* Banks must set up real operations, not 'letterboxes' in EU
* Buba official warns against trying to circumvent rules
* No evidence of national regulators offering 'discounts'
(Recasts with more comments)
By Marc Jones and Huw Jones
LONDON, Feb 24 UK-based banks that want to
operate across the European Union after Brexit must set up
genuine operations, not 'empty shells' in EU countries, a
Bundesbank official said on Friday.
Andreas Dombret, the Bundesbank board member responsible for
supervision, warned banks not to try to trick regulators as they
seek ways of preserving their access to the EU after Britain
leaves in two years' time.
"We will not accept any empty shells or 'letterbox
companies' where the business effectively continues to be done
out of London," he said at a London conference organised by zeb,
a financial services consultancy.
"I urge banks not to spend their time inventing strategies
to circumvent these requirements," Dombret said. "This includes
seemingly creative solutions such as 'fly-and-drive' banking,
where bankers fly in daily from London, or 'dual hatting', where
transactions are booked on the EU subsidiary but in fact
executed in London."
Under EU rules, banks licenced in one member state have
'passporting' rights to offer services across the entire bloc,
but the chances of UK-based lenders retaining this access
without shifting some operations from London are "dim", the
German central banker said.
They should not put great hope into the "equivalence" regime
- agreeing to apply rules that are as strict as those in the EU
- or a free trade agreement, he said. Even a transition period
between Britain and the EU would be difficult to negotiate.
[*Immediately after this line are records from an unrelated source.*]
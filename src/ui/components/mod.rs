//! Reusable UI components

mod button;
mod dialog;

pub use button::{render_button, BUTTON_HEIGHT};
pub use dialog::render_error_dialog;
"For the financial industry, this means that the current
model of using London as a gateway to Europe is likely to end."
Dombret said banks in London would be deciding in the first
half of this year whether to relocate some activities.
"I expect London to remain an eminent global financial
centre," he added. "Nevertheless, I also expect a number
of UK-based market participants to move at least some business
units in order to hedge against all possible outcomes of the
Financial firms are the biggest tax contributor of any
sector to UK government coffers. UBS and HSBC
have said they could each move about 1,000 jobs out of London
Dombret said he had personally seen no evidence of
regulators across Europe trying to undercut each other by
offering "discounts" or incentives to banks to relocate
operations from London to their country.
"There are market participants talking about this, I don't
have any direct evidence... What I want is the same high
standards everywhere. We should simply exclude it as a
possibility," he told reporters.
"We will not give any discounts to anybody," he said, adding
that nobody had asked for any.
Britain is set to formally trigger divorce talks with the EU
next month, and UK policymakers say the EU should work with
Britain to avoid undermining financial stability.
But Dombret said banks will be able to adapt to whatever the
new trading terms are, and therefore there won't be any
"pressing" risk to financial stability.